The film is a dark comedy about a near-terminal case of poster’s disease, about a young online media person named Danni (Zoey Deutch) who pretends to go to Paris “for the gram” only to photoshop herself in front of the Arc de Triomphe before it is blown up in a terrorist attack. Her presumed proximity to the tragedy launches her to fame, though for someone who had always felt like no one ever paid enough attention to her, Danni doesn’t do too well with her newfound notoriety.
Danni is an obvious Caroline Calloway stand-in (Calloway herself is in the film), lazily drawn and sheepishly portrayed by Deutch, who perhaps sympathizes with her character as another woman in the arts who has been on the brink of happening for far too long. Danni’s peer is congratulated for the great job she did on “that RBG retrospective,” even though the faux-Vice website they all work for is called “Depravity.” Why a website called Depravity would turn down Danni’s essay on being sad she missed 9/11 (she was on a cruise with her family) defies a type of editorial logic I alone might be grasping for, but until the Depravity style guide drops, the ball is in their court.
The issue is not really Danni’s innate unlikability so much as it is the film’s innate unlikability. Danni’s suffering — she is excluded from queer bowling night by her more popular, more LGBT coworkers — is rationalized, if not also empathized with. We’re supposed to see how a straight person with an Instagram account could be radicalized by, what, diversity hiring at a major media company? She is, despite her actions, a relatively likable female protagonist, all things considered. She is awkward and left out, ignored and mistreated (the opening of the film features a montage of Danni’s cancellation, ranging from threats of sexual violence to Instagram mainstay Michael James Schneider using his trademark balloons to call her a cunt). It’d be one thing if she was skating by, but her perceived slights — which the movie wants us to feel — justify her insanity on her terms, at the very least.
Like its content warning, Not Okay is smug and a little too impressed with itself, convinced it is a groundbreaking parody of an entire generation. That its warning went the wrong type of viral this weekend only goes to show that films about the ills of social media will always be two steps behind the real thing. Is it that the content warning isn’t funny? Is it that when people see white font on a black screen they automatically take it at face value? Whatever the case may be, viewers were confused, as evidenced by the list of tweets Variety put together this morning, headlined “Hulu’s ‘Not Okay’ Ironic Content Warning About ‘Unlikable Female Protagonist’ Causes Confusion.”
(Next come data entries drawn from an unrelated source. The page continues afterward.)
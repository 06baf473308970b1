use anyhow::anyhow;
use std::sync::Arc;
use tower_http::trace::TraceLayer;
use tracing_subscriber::{layer::SubscriberExt, util::SubscriberInitExt};
use url::Url;

use relay::app::auth::Credentials;
use relay::app::records::PgRecordStore;
use relay::app::upload::Moderation;
use relay::config::AppConfig;
use relay::infra::{
    client, db::Db, moderation::NsfwApiClient, provider::TelegraphClient, wallpaper::BingClient,
};
use relay::{http, AppState};

#[tokio::main]
async fn main() -> anyhow::Result<()> {
    tracing_subscriber::registry()
        .with(tracing_subscriber::EnvFilter::from_default_env())
        .with(tracing_subscriber::fmt::layer())
        .init();

    let config = AppConfig::from_env()?;

    let db = Db::connect(&config).await?;
    db.migrate().await?;
    db.ping().await?;

    let http_client = client::build(config.upstream_timeout_seconds)?;
    let telegraph = Arc::new(TelegraphClient::new(
        http_client.clone(),
        config.provider_upload_url.clone(),
        config.provider_origin_host.clone(),
    ));

    let moderation = match config.nsfw_api_url {
        Some(ref endpoint) => {
            tracing::info!(endpoint = %endpoint, threshold = config.nsfw_threshold, "moderation enabled");
            Some(Moderation {
                scorer: Arc::new(NsfwApiClient::new(http_client.clone(), endpoint.clone())),
                threshold: config.nsfw_threshold,
            })
        }
        None => {
            tracing::info!("moderation disabled");
            None
        }
    };

    let bing_url = Url::parse(&config.bing_api_url)
        .map_err(|err| anyhow!("invalid BING_API_URL: {}", err))?;

    let state = AppState {
        records: Arc::new(PgRecordStore::new(db)),
        forwarder: telegraph.clone(),
        origin: telegraph,
        moderation,
        wallpapers: Arc::new(BingClient::new(http_client, bing_url)),
        credentials: Credentials::new(config.username.clone(), config.password.clone()),
        enable_auth: config.enable_auth,
        domain: config.domain.clone(),
        admin_path: config.admin_path.clone(),
        provider_origin_host: config.provider_origin_host.clone(),
        upload_max_bytes: config.upload_max_bytes,
    };

    let app = http::router(state).layer(TraceLayer::new_for_http());
    let listener = tokio::net::TcpListener::bind(&config.http_addr).await?;
    tracing::info!(domain = %config.domain, "listening on {}", config.http_addr);

    axum::serve(listener, app)
        .with_graceful_shutdown(shutdown_signal())
        .await?;

    Ok(())
}

async fn shutdown_signal() {
    let ctrl_c = async {
        if let Err(err) = tokio::signal::ctrl_c().await {
            tracing::error!(error = %err, "failed to install Ctrl+C handler");
        }
    };

    #[cfg(unix)]
    let terminate = async {
        use tokio::signal::unix::{signal, SignalKind};
        match signal(SignalKind::terminate()) {
            Ok(mut stream) => {
                stream.recv().await;
            }
            Err(err) => {
                tracing::error!(error = %err, "failed to install SIGTERM handler");
            }
        }
    };

    #[cfg(not(unix))]
    let terminate = std::future::pending::<()>();

    tokio::select! {
        _ = ctrl_c => {},
        _ = terminate => {},
    }

    tracing::info!("shutdown signal received");
}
The tweets run the gamut from a self-described “reformed SJW” making a misguided point about content warnings going too far to a clear joke that Variety itself misinterpreted as an earnest critique. The majority of posts, however, are from the exact type of people who may seek to cancel Not Okay’s protagonist. Luckily, director/writer Quinn Shephard addressed this prior to the movie’s release, explaining to Indiewire: “The content warning was borne out of, to be honest, our test screenings. We un-ironically and consistently got responses from people who were quite literally like, ‘Why would someone make a movie with an unlikable woman?’” If Shephard wanted to take her own movie’s advice, she might learn to fuck the haters and make a piece of art that stands on its own two legs, even if they need to be photoshopped in.